Mavie Global’s original Ponzi scheme, built around Ultron and ULX tokens, has collapsed.

As per a communication sent out to Mavie Global investors, new Ultron Ponzi scheme investment will cease from June 30th.

It’s expected ROI payments attached to Ultron staking investment, if they haven’t already, will cease shortly after.

NFTs attached to Ultron investment positions will be dumped on Mavie Global affiliates from August 29th. This is being phrased as an opportunity for affiliates to sell the NFTs.

Left unsaid is the entire NFT market collapsed over year ago. Notwithstanding there being even less of a market for worthless Ponzi NFTs.

Mavie Global’s Ultron Ponzi scheme launched in 2022. Consumers were pitched on investments of up to 300,000 USDT, on the promise of passive returns paid for five years.

Mavie Global has barely scraped through to half of the promised ROI period.

The reason for the Ultron/ULX token Ponzi collapse is a steady decline in investor recruitment.

As tracked by SimilarWeb, Mavie Global website traffic has declined over the past year. Between April and May 2024 alone Mavie Global website traffic plummeted 35%.

Outside of Russia (35% of traffic), Korea (7% of traffic) and the UK (7% of traffic), there isn’t much going on.

In an attempt to entice new investors, Mavie Global has rushed out several Ponzi reboots over the past year:

Reflected in the frequency of Mavie Global’s reboots increasing is the lack of new investors. Without new investors, the next logical step is to shutter Mavie Global’s original Ultron Ponzi.

Without new investors, Mavie Global’s reboot Ponzis above will eventually follow.

Instead of being honest about this, on a June 25th Mavie Global company call, owner and CEO Michal Prazenica blamed Ultron’s collapse on fictional upcoming regulation.

We are giving power to the community by all of these great things and also we are protecting the community by staying compliant with every regulation that is coming.

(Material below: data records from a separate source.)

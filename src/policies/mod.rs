//! Bandit strategies.
//!
//! `EpsilonGreedy` and `Ucb` are non-contextual and implement `Bandit<()>`.
//! `LinUcb` is contextual and implements `Bandit<&[f64]>`.

mod epsilon_greedy;
mod linucb;
mod ucb;

use rand::prelude::*;

use crate::error::{BanditError, Result};

pub use epsilon_greedy::{EpsilonGreedy, EpsilonGreedyConfig};
pub use linucb::{LinUcb, LinUcbConfig};
pub use ucb::{Ucb, UcbConfig};

/// Pick uniformly at random among the indices holding the maximum score.
///
/// Scores are compared exactly, so several arms sitting at `f64::INFINITY`
/// tie with each other. NaN scores never win.
pub(crate) fn choose_best(scores: &[f64], rng: &mut dyn rand::RngCore) -> Option<usize> {
    let mut best_arms = Vec::new();
    let mut best_score = f64::NEG_INFINITY;

    for (arm, &score) in scores.iter().enumerate() {
        if score > best_score {
            best_score = score;
            best_arms.clear();
            best_arms.push(arm);
        } else if score == best_score {
            best_arms.push(arm);
        }
    }

    best_arms.choose(rng).copied()
}

pub(crate) fn check_arm(arm: usize, narms: usize) -> Result<()> {
    if arm < narms {
        Ok(())
    } else {
        Err(BanditError::ArmOutOfRange { arm, narms })
    }
}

The regulations means the rules for the market. The set of rules, what is possible to do and what is not possible to do.

This is coming right now.

There are no “regulations coming” with respect to Mavie Global’s past, present and continued securities fraud. Securities laws are established in every country with a regulated financial market and have been for decades.

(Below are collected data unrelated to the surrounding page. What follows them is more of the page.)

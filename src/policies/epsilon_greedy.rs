use rand::Rng;
use serde::{Deserialize, Serialize};
use tracing::{debug, trace};

use super::{check_arm, choose_best};
use crate::arm::ArmStats;
use crate::bandit::Bandit;
use crate::error::{BanditError, Result};

/// Configuration for [`EpsilonGreedy`].
#[derive(Debug, Clone, Copy, PartialEq, Serialize, Deserialize)]
#[serde(default)]
pub struct EpsilonGreedyConfig {
    /// Number of arms
    pub narms: usize,
    /// Probability of exploring a uniformly random arm
    pub epsilon: f64,
    /// Initial value of every arm's estimate
    #[serde(alias = "Q0")]
    pub q0: f64,
}

impl Default for EpsilonGreedyConfig {
    fn default() -> Self {
        Self {
            narms: 10,
            epsilon: 0.1,
            q0: f64::INFINITY,
        }
    }
}

impl EpsilonGreedyConfig {
    /// Checks that the parameters describe a usable policy.
    pub fn validate(&self) -> Result<()> {
        if self.narms == 0 {
            return Err(BanditError::InvalidParameter {
                message: "narms must be positive".into(),
            });
        }
        if !(0.0..=1.0).contains(&self.epsilon) {
            return Err(BanditError::InvalidParameter {
                message: format!("epsilon must be between 0 and 1, got {}", self.epsilon),
            });
        }
        if self.q0.is_nan() {
            return Err(BanditError::InvalidParameter {
                message: "q0 must not be NaN".into(),
            });
        }
        Ok(())
    }
}

/// Epsilon-greedy policy - explores with probability epsilon, exploits otherwise
///
/// Exploitation picks among the arms with the highest estimate, breaking ties
/// at random. With the default initial value of `f64::INFINITY` every arm that
/// has not been played yet counts as best, so each arm is tried once before
/// finite estimates start to compete.
#[derive(Clone, Debug)]
pub struct EpsilonGreedy {
    epsilon: f64,
    q0: f64,
    arm_stats: Vec<ArmStats>,
}

impl EpsilonGreedy {
    /// Creates a new EpsilonGreedy policy with `narms` arms starting at `f64::INFINITY`
    #[must_use]
    pub fn new(narms: usize, epsilon: f64) -> Self {
        Self::with_initial_value(narms, epsilon, f64::INFINITY)
    }

    /// Creates a new EpsilonGreedy policy whose arms start at `q0`
    #[must_use]
    pub fn with_initial_value(narms: usize, epsilon: f64, q0: f64) -> Self {
        assert!(narms > 0, "narms must be positive");
        assert!(
            (0.0..=1.0).contains(&epsilon),
            "epsilon must be between 0 and 1"
        );
        debug!(narms, epsilon, q0, "created epsilon-greedy policy");
        Self {
            epsilon,
            q0,
            arm_stats: vec![ArmStats::new(q0); narms],
        }
    }

    /// Creates a policy from a validated configuration
    pub fn from_config(config: &EpsilonGreedyConfig) -> Result<Self> {
        config.validate()?;
        Ok(Self::with_initial_value(
            config.narms,
            config.epsilon,
            config.q0,
        ))
    }

    /// Gets the epsilon value
    pub fn epsilon(&self) -> f64 {
        self.epsilon
    }

    /// Sets the epsilon value
    pub fn set_epsilon(&mut self, epsilon: f64) {
        assert!(
            (0.0..=1.0).contains(&epsilon),
            "epsilon must be between 0 and 1"
        );
        self.epsilon = epsilon;
    }

    /// Gets the initial value of unplayed arms
    pub fn q0(&self) -> f64 {
        self.q0
    }

    /// Gets the statistics for a specific arm
    pub fn arm_stats(&self, arm: usize) -> Option<&ArmStats> {
        self.arm_stats.get(arm)
    }

    /// Pull counts, indexed by arm
    pub fn counts(&self) -> Vec<u64> {
        self.arm_stats.iter().map(ArmStats::pulls).collect()
    }

    /// Current reward estimates, indexed by arm
    pub fn values(&self) -> Vec<f64> {
        self.arm_stats.iter().map(ArmStats::value).collect()
    }
}

impl Bandit<()> for EpsilonGreedy {
    fn narms(&self) -> usize {
        self.arm_stats.len()
    }

    fn play(&self, round: u64, _context: (), rng: &mut dyn rand::RngCore) -> Result<usize> {
        let r: f64 = rng.random();
        let explore = r <= self.epsilon;

        let arm = if explore {
            rng.random_range(0..self.arm_stats.len())
        } else {
            choose_best(&self.values(), rng).ok_or(BanditError::NoArmsAvailable)?
        };

        trace!(round, arm, explore, "epsilon-greedy selected arm");
        Ok(arm)
    }

    fn update(&mut self, arm: usize, reward: f64, _context: ()) -> Result<()> {
        check_arm(arm, self.arm_stats.len())?;
        let stats = &mut self.arm_stats[arm];
        stats.observe(reward);
        trace!(
            arm,
            reward,
            pulls = stats.pulls(),
            value = stats.value(),
            "epsilon-greedy updated arm"
        );
        Ok(())
    }

    fn reset(&mut self) {
        self.arm_stats.fill(ArmStats::new(self.q0));
    }
}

Neither Mavie Global or any of its spinoffs are registered to offer securities in any jurisdiction.

This is reflected in recent Mavie Global fraud warnings from Canada and New Zealand. Mavie Global is also harboring at least one fugitive wanted by US authorities.

Prazenica, originally from Europe, fled to Dubai to set Mavie Global and Ultron up.

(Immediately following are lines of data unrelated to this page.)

use faer::Mat;
use serde::{Deserialize, Serialize};
use tracing::{debug, trace};

use super::{check_arm, choose_best};
use crate::bandit::Bandit;
use crate::error::{BanditError, Result};
use crate::regression::RidgeModel;

/// Configuration for [`LinUcb`].
#[derive(Debug, Clone, Copy, PartialEq, Serialize, Deserialize)]
#[serde(default)]
pub struct LinUcbConfig {
    /// Number of arms
    pub narms: usize,
    /// Number of context features per arm
    pub ndims: usize,
    /// Width multiplier of the confidence bound
    pub alpha: f64,
}

impl Default for LinUcbConfig {
    fn default() -> Self {
        Self {
            narms: 10,
            ndims: 10,
            alpha: 1.0,
        }
    }
}

impl LinUcbConfig {
    /// Checks that the parameters describe a usable policy.
    pub fn validate(&self) -> Result<()> {
        if self.narms == 0 || self.ndims == 0 {
            return Err(BanditError::InvalidParameter {
                message: format!(
                    "narms and ndims must be positive, got narms={} ndims={}",
                    self.narms, self.ndims
                ),
            });
        }
        if self.alpha.is_nan() || self.alpha <= 0.0 {
            return Err(BanditError::InvalidParameter {
                message: format!("alpha must be positive, got {}", self.alpha),
            });
        }
        Ok(())
    }
}

/// Linear Upper Confidence Bound (LinUCB) policy for contextual bandits
///
/// LinUCB keeps a separate ridge regression model for each arm and scores an
/// arm by its predicted reward plus `alpha` times the width of its confidence
/// bound:
///
/// ```text
/// theta^T x + alpha * sqrt(x^T A^-1 x)
/// ```
///
/// The context of a round is a flat slice of `narms * ndims` features. The
/// `k`-th block of `ndims` values is the feature vector of arm `k`.
///
/// `A^-1` is recomputed by LU inversion for every arm on every `play`, which
/// costs `O(narms * ndims^3)` per round.
#[derive(Debug, Clone)]
pub struct LinUcb {
    /// Exploration parameter (controls confidence bound width)
    alpha: f64,
    /// Number of context features per arm
    ndims: usize,
    /// Ridge regression model for each arm
    arm_models: Vec<RidgeModel>,
}

impl LinUcb {
    /// Create a new LinUCB policy
    ///
    /// # Arguments
    /// * `narms` - Number of arms
    /// * `ndims` - Number of context features per arm
    /// * `alpha` - Exploration parameter, must be positive
    #[must_use]
    pub fn new(narms: usize, ndims: usize, alpha: f64) -> Self {
        assert!(narms > 0, "narms must be positive");
        assert!(ndims > 0, "ndims must be positive");
        assert!(alpha > 0.0, "alpha must be positive");
        debug!(narms, ndims, alpha, "created linucb policy");
        Self {
            alpha,
            ndims,
            arm_models: vec![RidgeModel::new(ndims); narms],
        }
    }

    /// Creates a policy from a validated configuration
    pub fn from_config(config: &LinUcbConfig) -> Result<Self> {
        config.validate()?;
        Ok(Self::new(config.narms, config.ndims, config.alpha))
    }

    /// Gets the exploration parameter
    pub fn alpha(&self) -> f64 {
        self.alpha
    }

    /// Gets the number of context features per arm
    pub fn ndims(&self) -> usize {
        self.ndims
    }

    /// The `A` matrix of an arm
    pub fn design_matrix(&self, arm: usize) -> Result<&Mat<f64>> {
        Ok(&self.model(arm)?.a_matrix)
    }

    /// The `b` vector of an arm, as an `ndims x 1` column
    pub fn response(&self, arm: usize) -> Result<&Mat<f64>> {
        Ok(&self.model(arm)?.xty)
    }

    /// Current coefficient estimate `A^-1 b` of an arm
    pub fn theta(&self, arm: usize) -> Result<Vec<f64>> {
        let solution = self.model(arm)?.solve()?;
        Ok((0..self.ndims).map(|i| solution.theta[(i, 0)]).collect())
    }

    /// Upper confidence bound of every arm for the given context
    pub fn scores(&self, context: &[f64]) -> Result<Vec<f64>> {
        self.check_context(context)?;

        self.arm_models
            .iter()
            .zip(context.chunks_exact(self.ndims))
            .map(|(model, x)| -> Result<f64> {
                let solution = model.solve()?;
                let score = solution.predict(x) + self.alpha * solution.uncertainty(x);
                if !score.is_finite() {
                    return Err(BanditError::NumericalError {
                        message: format!("upper confidence bound is {score}"),
                    });
                }
                Ok(score)
            })
            .collect()
    }

    fn model(&self, arm: usize) -> Result<&RidgeModel> {
        check_arm(arm, self.arm_models.len())?;
        Ok(&self.arm_models[arm])
    }

    fn check_context(&self, context: &[f64]) -> Result<()> {
        let expected = self.arm_models.len() * self.ndims;
        if context.len() != expected {
            return Err(BanditError::InvalidContextDimensions {
                expected,
                got: context.len(),
            });
        }
        Ok(())
    }
}

impl<'a> Bandit<&'a [f64]> for LinUcb {
    fn narms(&self) -> usize {
        self.arm_models.len()
    }

    fn play(&self, round: u64, context: &'a [f64], rng: &mut dyn rand::RngCore) -> Result<usize> {
        let scores = self.scores(context)?;
        let arm = choose_best(&scores, rng).ok_or(BanditError::NoArmsAvailable)?;
        trace!(round, arm, score = scores[arm], "linucb selected arm");
        Ok(arm)
    }

    fn update(&mut self, arm: usize, reward: f64, context: &'a [f64]) -> Result<()> {
        check_arm(arm, self.arm_models.len())?;
        self.check_context(context)?;

        let start = arm * self.ndims;
        let x = &context[start..start + self.ndims];
        self.arm_models[arm].fit(x, reward);
        trace!(arm, reward, "linucb updated arm");
        Ok(())
    }

    fn reset(&mut self) {
        for model in &mut self.arm_models {
            model.reset();
        }
    }
}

Due to the proliferation of scams and failure to enforce securities fraud regulation, BehindMLM ranks Dubai as the MLM crime capital of the world.

BehindMLM’s guidelines for Dubai are:

  1. If someone lives in Dubai and approaches you about an MLM opportunity, they’re trying to scam you.
  2. If an MLM company is based out of or represents it has ties to Dubai, it’s a scam.

 

Update 27th June 2024 – Russia has issued a Mavie Global pyramid fraud warning.